Most people are aware that hip or knee replacement surgery is an option for patients with disabling, painful joints. Like the hip and knee, the shoulder joint may become arthritic and painful as people age. Associated conditions such as rheumatoid arthritis, and events such as a traumatic injury or rotator cuff tear, may speed the degenerative process. It is also now felt that some people may be genetically predisposed to develop arthritis at an earlier age than others.

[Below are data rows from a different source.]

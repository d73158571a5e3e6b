//! Board configuration
//!
//! Pins, bus timing, sensor behavior and console settings. The firmware
//! embeds a small TOML file and parses it at boot with [`parse_config`].

mod parse;
pub mod types;

pub use parse::{parse_config, ConfigError};
pub use types::*;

Figure 1. Total shoulder arthroplasty.
Fortunately, shoulder replacement surgery, also called shoulder arthroplasty, is a successful, pain-relieving option for many people (Figure 1). During the procedure, the ball (humeral head) and socket (glenoid bone) are replaced with metal and plastic components to alleviate pain and improve function. Arthroplasty is usually done only after more conservative treatments (such as physical therapy, and nonsteroidal anti-inflammatory medications) have failed. Shoulder replacement is an elective surgery, meaning that a patient is never “required” to have a shoulder replacement. Rather, the decision to procede with shoulder arthroplasty should be agreed upon by both patient and doctor. In some cases, arthroplasty may be the only option that relieves pain and allows the patient to regain better function.
The authors of a recent paper suggested that shoulder arthroplasty is probably underutilized as a treatment for shoulder arthritis . This could be because physicians who are not orthopaedic surgeons are less aware that shoulder replacement surgery is an option for their patients. In any case, the number of shoulder replacement procedures will likely increase as the population ages. As stated by Adams, et al.  , “An aging population and an increased demand and awareness by the public regarding interventions to improve quality of life will shape the future of arthroplasty….”

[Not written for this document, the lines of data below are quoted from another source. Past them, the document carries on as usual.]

//! Text output over a byte stream

use core::fmt;

use embedded_io::Write;

/// [`fmt::Write`] adapter that turns `\n` into `\r\n`
///
/// Serial terminals need the carriage return; the console itself only
/// ever writes bare newlines.
pub struct CrlfWriter<'a, T> {
    inner: &'a mut T,
}

impl<'a, T: Write> CrlfWriter<'a, T> {
    /// Wrap a byte sink
    pub fn new(inner: &'a mut T) -> Self {
        Self { inner }
    }
}

impl<T: Write> fmt::Write for CrlfWriter<'_, T> {
    fn write_str(&mut self, s: &str) -> fmt::Result {
        let mut parts = s.split('\n');
        if let Some(first) = parts.next() {
            self.inner.write_all(first.as_bytes()).map_err(|_| fmt::Error)?;
        }
        for part in parts {
            self.inner.write_all(b"\r\n").map_err(|_| fmt::Error)?;
            self.inner.write_all(part.as_bytes()).map_err(|_| fmt::Error)?;
        }
        Ok(())
    }
}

In their series of 113 total shoulder arthroplasties with the longest published follow-up, Torchia and colleagues  found a 93% survivorship of the prosthesis at 10 years and 87% at 15 years. Relief from moderate or severe pain was achieved in 83% of shoulders at an average follow-up of 12.2 years. Active abduction (the ability to raise the arm to the side) improved by an average of 40 degrees to an average of 117 degrees.
Another study showed that patients with primary osteoarthritis who underwent TSA between 10 and 20 years ago expressed great satisfaction with the long-term effects of the surgery . About 73 percent of the patients were enthusiastic about the procedure, rating the results as excellent. Of the remaining patients, 20 percent rated the procedure satisfactory, and about 7 percent unsatisfactory.
“All the patients were satisfied with their long-term results and would have the procedure again,” says lead author Rolando Izquierdo, M.D.
According to researchers at the University of Washington , 75% of shoulder replacement surgeries are performed by an orthopaedic surgeon who does only one or two of these procedures per year. The authors suggest that patients may be better off seeing a shoulder specialist surgeon who sees a large volume of cases, siting that the number of times a surgical procedure is performed may have a bearing on how well it is done.
A newer type of shoulder replacement is called reverse total shoulder arthroplasty (Figure 2). This surgery was developed in Europe in the 1980s, and it was approved by the Food and Drug Administration (FDA) for use in the United States in 2004. Reverse total shoulder replacement is often used for people who have shoulder arthritis coupled with an irrepairable rotator cuff tear (a condition called cuff tear arthropathy, or CTA). It is also performed for patients with very complex shoulder problems, including those with failed previous surgical treatments.
Figure 2.A reverse total shoulder prosthesis. Note that the ball and socket are “reversed” or switched compared to the standard shoulder prosthesis in Figure 1.
Normally, the rotator cuff and deltoid muscles work together to allow a person to raise their arm overhead. With a large rotator cuff tear, the normal mechanics of the shoulder are disrupted, and it may be difficult or impossible for a patient to lift his or her arm. The reverse shoulder prosthesis provides a fixed fulcrum for the shoulder joint, allowing the arm to be raised overhead even when the rotator cuff muscles are absent (Figure 3). The video below deomnstrates how the ability to raise the arm may be lost due to a large rotator cuff tear.
The results of reverse shoulder arthroplasty appear to be similar to that of total shoulder arthroplasty in some cases. In a recent paper, Boileau and associates  reported that at about 40 months after the procedure 78% of patients were satisfied or very satisfied with the result, and 67% had no or slight pain. Patients who had the procedure performed as a primary procedure for cuff tear arthropathy (CTA) faired better than others who had it performed for more complex shoulder problems. The surgical complication rate for patients with CTA was 5%, while it was much higher in the other group. The authors concluded that results are less predictable and complication and revision rates are higher in patients undergoing revision surgery as compared with those in patients with CTA.